Yet again, for some reason, AT&T has the honor of being the first choice for a new mobile initiative. So even though it is consistently ranked the worst in customer satisfaction and call quality, AT&T has been chosen to be the provider for the flagship LTE-powered Windows Phone device.
LTE, or Long Term Evolution, is the 4G standard that was first adopted by Verizon and has come to be the universal infrastructure for high-speed mobile data. Companies like AT&T and Sprint are now upgrading their existing 4G networks to be powered by LTE.
AT&T has the second most robust LTE network, behind Verizon, and according to a report on Winsupersite.com, within the next six months a Windows Phone device will go live on that network.

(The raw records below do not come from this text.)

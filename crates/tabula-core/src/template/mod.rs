//! Spreadsheet templates: directive parsing, rendering against JSON data and
//! writing the result back into the document.
//!
//! - [`parse_sheet`] - Sheet rows to a [`SheetTemplate`]
//! - [`render_sheet`] - Template plus data to ordered [`RenderRow`]s
//! - [`materialize`] - Rendered rows back into the sheet
//! - [`Template`] - All of the above for every sheet of a document

mod ast;
mod data;
mod markers;
mod materialize;
mod options;
mod parser;
mod render;

pub use ast::{CellTemplate, Node, RowTemplate, SheetTemplate, Token};
pub use data::{parse_documents, unwrap_fenced};
pub use markers::{Marker, is_control_marker, parse_marker};
pub use materialize::{materialize, remove_control_rows};
pub use options::TemplateOptions;
pub use parser::{parse_sheet, tokenize};
pub use render::{RenderRow, render_sheet};

use std::path::Path;
use std::time::Instant;

use tracing::{info, warn};

use crate::document::{DocumentStore, Workbook};
use crate::error::{Result, TabulaError};
use tabula_engine::engine::{CellRef, EvalContext, Evaluator, Value};

/// A parsed template for every sheet of a document.
pub struct Template {
    sheets: Vec<SheetTemplate>,
    evaluator: Evaluator,
}

impl Template {
    /// Parse every sheet of `store`, in document order.
    pub fn parse<S: DocumentStore + ?Sized>(store: &S, options: &TemplateOptions) -> Result<Template> {
        let sheets = store
            .sheet_names()
            .iter()
            .map(|name| parse_sheet(store, name, options))
            .collect::<Result<Vec<_>>>()?;
        Ok(Template {
            sheets,
            evaluator: Evaluator::new(),
        })
    }

    pub fn sheets(&self) -> &[SheetTemplate] {
        &self.sheets
    }

    pub fn sheet(&self, name: &str) -> Option<&SheetTemplate> {
        self.sheets.iter().find(|s| s.name == name)
    }

    /// Compile every condition (`{{#if}}` headers and `iif` conditions)
    /// without evaluating anything.
    pub fn validate_conditions(&self) -> Result<()> {
        for sheet in &self.sheets {
            for node in sheet.iter_nodes() {
                match node {
                    Node::If { row, condition, .. } => {
                        self.evaluator.check_condition(condition).map_err(|source| {
                            TabulaError::Render {
                                sheet: sheet.name.clone(),
                                row: *row,
                                source,
                            }
                        })?;
                    }
                    Node::Row { row, cells } => {
                        for cell in cells {
                            let conditions = cell.tokens.iter().flat_map(|t| match t {
                                Token::Expr { expr, .. } => expr.conditions(),
                                Token::Text(_) => Vec::new(),
                            });
                            for condition in conditions {
                                self.evaluator.check_condition(condition).map_err(|source| {
                                    TabulaError::Expression {
                                        sheet: sheet.name.clone(),
                                        cell: CellRef::new(cell.col, *row).to_string(),
                                        source,
                                    }
                                })?;
                            }
                        }
                    }
                    Node::Each { .. } | Node::EachObj { .. } => {}
                }
            }
        }
        Ok(())
    }

    /// Render against raw data documents (JSON, optionally fenced).
    pub fn render<S, D>(&self, store: &mut S, documents: &[D]) -> Result<()>
    where
        S: DocumentStore + Clone,
        D: AsRef<str>,
    {
        let roots = parse_documents(documents);
        if roots.is_empty() {
            warn!(
                supplied = documents.len(),
                "no usable data documents; every data path will be empty"
            );
        }
        self.render_roots(store, roots)
    }

    /// Render against already parsed root documents.
    ///
    /// Every sheet is rendered before any is written, and the writes go to
    /// a copy of `store` that replaces it only once every sheet succeeded.
    pub fn render_roots<S>(&self, store: &mut S, roots: Vec<Value>) -> Result<()>
    where
        S: DocumentStore + Clone,
    {
        let ctx = EvalContext::new(roots.into());
        let rendered = self
            .sheets
            .iter()
            .map(|sheet| render_sheet(sheet, &self.evaluator, &ctx))
            .collect::<Result<Vec<_>>>()?;

        let mut working = store.clone();
        for (sheet, rows) in self.sheets.iter().zip(&rendered) {
            materialize(&mut working, sheet, rows)?;
        }
        *store = working;
        Ok(())
    }
}

/// Load a template document, render it against `documents` and save the
/// result to `dest_path`. Nothing is written if any step fails.
pub fn write_results<D: AsRef<str>>(
    template_path: &Path,
    dest_path: &Path,
    documents: &[D],
    options: &TemplateOptions,
    sheet: Option<&str>,
) -> Result<()> {
    let started = Instant::now();
    info!(
        template = %template_path.display(),
        output = %dest_path.display(),
        documents = documents.len(),
        "writing results"
    );

    let mut workbook = Workbook::open(template_path)?;
    let template = Template::parse(&workbook, options)?;
    info!(sheets = template.sheets().len(), "template loaded");

    template.render(&mut workbook, documents)?;
    workbook.save(dest_path, sheet)?;

    info!(
        elapsed_ms = started.elapsed().as_millis() as u64,
        "results written"
    );
    Ok(())
}

#[cfg(test)]
mod tests {
    use super::*;

    fn workbook(sheets: &[(&str, &[&str])]) -> Workbook {
        let mut wb = Workbook::new();
        for (name, rows) in sheets {
            let sheet = wb.add_sheet(name);
            for (r, text) in rows.iter().enumerate() {
                sheet.set_text(CellRef::new(1, r + 1), text);
            }
        }
        wb
    }

    #[test]
    fn test_render_all_sheets() {
        let mut wb = workbook(&[
            ("One", &["{{#each $.a}}", "{{= .}}", "{{/each}}"]),
            ("Two", &["{{= $.title}}"]),
        ]);
        let template = Template::parse(&wb, &TemplateOptions::default()).unwrap();
        template
            .render(&mut wb, &[r#"{"a": [1, 2]}"#, r#"{"title": "T"}"#])
            .unwrap();
        assert_eq!(wb.rows("One").unwrap(), vec![vec!["1"], vec!["2"]]);
        assert_eq!(wb.rows("Two").unwrap(), vec![vec!["T"]]);
    }

    #[test]
    fn test_failed_render_leaves_store_untouched() {
        let mut wb = workbook(&[
            ("Good", &["{{#each $.a}}", "{{= .}}", "{{/each}}"]),
            ("Bad", &["{{= $.a}}"]),
        ]);
        let before = wb.clone();
        let template = Template::parse(&wb, &TemplateOptions::default()).unwrap();
        let err = template.render(&mut wb, &[r#"{"a": [1]}"#]).unwrap_err();
        assert!(matches!(err, TabulaError::Render { ref sheet, row: 1, .. } if sheet == "Bad"));
        assert_eq!(wb.rows("Good").unwrap(), before.rows("Good").unwrap());
    }

    #[test]
    fn test_zero_roots_renders_empty() {
        let mut wb = workbook(&[("S", &["{{#each $.a}}", "{{= .}}", "{{/each}}", "end {{= $.x}}"])]);
        let template = Template::parse(&wb, &TemplateOptions::default()).unwrap();
        template.render(&mut wb, &["not json", ""]).unwrap();
        assert_eq!(wb.rows("S").unwrap(), vec![vec!["end "]]);
    }

    #[test]
    fn test_validate_conditions() {
        let wb = workbook(&[("S", &["{{#if $.a > 1}}", "{{= iif($.b ==, 'x')}}", "{{/if}}"])]);
        let template = Template::parse(&wb, &TemplateOptions::default()).unwrap();
        let err = template.validate_conditions().unwrap_err();
        assert!(matches!(err, TabulaError::Expression { ref cell, .. } if cell == "A2"));

        let wb = workbook(&[("S", &["{{#if $.a >}}", "x", "{{/if}}"])]);
        let template = Template::parse(&wb, &TemplateOptions::default()).unwrap();
        assert!(matches!(
            template.validate_conditions(),
            Err(TabulaError::Render { row: 1, .. })
        ));
    }
}
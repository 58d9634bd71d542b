//! Markdown export functionality

use crate::document::{Sheet, Workbook};
use crate::error::Result;
use std::fmt::Write as _;
use std::path::Path;
use tabula_engine::engine::CellRef;

/// Write every sheet of the workbook as a markdown table
pub fn write_markdown(path: &Path, workbook: &Workbook) -> Result<()> {
    std::fs::write(path, markdown_content(workbook))?;
    Ok(())
}

pub fn markdown_content(workbook: &Workbook) -> String {
    let mut out = String::new();
    for (i, sheet) in workbook.sheets().iter().enumerate() {
        if i > 0 {
            out.push('\n');
        }
        write_sheet(&mut out, sheet);
    }
    out
}

fn write_sheet(out: &mut String, sheet: &Sheet) {
    let _ = writeln!(out, "# {}", sheet.name);
    let _ = writeln!(out);

    let Some((max_row, max_col)) = sheet.bounds() else {
        let _ = writeln!(out, "*Empty sheet*");
        return;
    };

    // Header with column letters
    out.push_str("|   |");
    for col in 1..=max_col {
        let _ = write!(out, " {} |", CellRef::col_to_letters(col));
    }
    out.push('\n');

    out.push_str("|---|");
    for _ in 1..=max_col {
        out.push_str("---|");
    }
    out.push('\n');

    for row in 1..=max_row {
        let _ = write!(out, "| {} |", row);
        for col in 1..=max_col {
            let text = sheet.text(&CellRef::new(col, row));
            let _ = write!(out, " {} |", escape_markdown(&text));
        }
        out.push('\n');
    }
}

/// Escape special markdown characters in cell content
fn escape_markdown(s: &str) -> String {
    s.replace('|', "\\|").replace('\n', " ").replace('\r', "")
}

#[cfg(test)]
mod tests {
    use super::*;

    #[test]
    fn test_markdown_tables() {
        let mut wb = Workbook::new();
        let sheet = wb.add_sheet("Report");
        sheet.set_text(CellRef::new(1, 1), "Name");
        sheet.set_text(CellRef::new(2, 2), "a|b");
        wb.add_sheet("Blank");

        let expected = "# Report\n\n\
|   | A | B |\n\
|---|---|---|\n\
| 1 | Name |  |\n\
| 2 |  | a\\|b |\n\
\n\
# Blank\n\n\
*Empty sheet*\n";
        assert_eq!(markdown_content(&wb), expected);
    }
}
use super::value::{Value, is_integral};

/// Format a value as cell text.
pub fn format_value(value: &Value) -> String {
    match value {
        Value::Null => String::new(),
        Value::String(s) => s.clone(),
        Value::Number(n) => format_number(*n),
        Value::Bool(b) => if *b { "true" } else { "false" }.to_string(),
        Value::Array(_) | Value::Object(_) => value.to_json().to_string(),
    }
}

/// Format a number for display: integral values without a fractional part,
/// everything else in the shortest form that round-trips.
pub fn format_number(n: f64) -> String {
    if is_integral(n) {
        format!("{}", n as i64)
    } else {
        n.to_string()
    }
}

#[cfg(test)]
mod tests {
    use super::*;
    use serde_json::json;

    #[test]
    fn test_format_scalars() {
        assert_eq!(format_value(&Value::Null), "");
        assert_eq!(format_value(&Value::from(true)), "true");
        assert_eq!(format_value(&Value::from(false)), "false");
        assert_eq!(format_value(&Value::from("txt")), "txt");
    }

    #[test]
    fn test_format_numbers() {
        assert_eq!(format_number(3.0), "3");
        assert_eq!(format_number(-12.0), "-12");
        assert_eq!(format_number(1.5), "1.5");
        assert_eq!(format_number(0.1 + 0.2), "0.30000000000000004");
    }

    #[test]
    fn test_format_collection_as_compact_json() {
        let value = Value::from(json!({"a": [1, 2]}));
        assert_eq!(format_value(&value), r#"{"a":[1,2]}"#);
    }
}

Details on what the phone would be, or what manufacturer would be providing it were not included, but those details are ancillary to the bigger idea that Microsoft and AT&T most likely hashed out some sort of deal.
AT&T was the only carrier mentioned in the report, completely disregarding Verizon's LTE position and also overlooking the fact that Sprint will have a fully functional LTE infrastructure in place next year as well.
For some reason, AT&T manages to nab a bunch of these deals, whether it's providing Kindle 3G access, becoming the first to offer a Blackberry 7 phone, or scoring an exclusive partnership with the Playstation Vita. The carrier must either have some of the smoothest talking executives in the business, or a willingness to shill out more financial incentives than its competitors.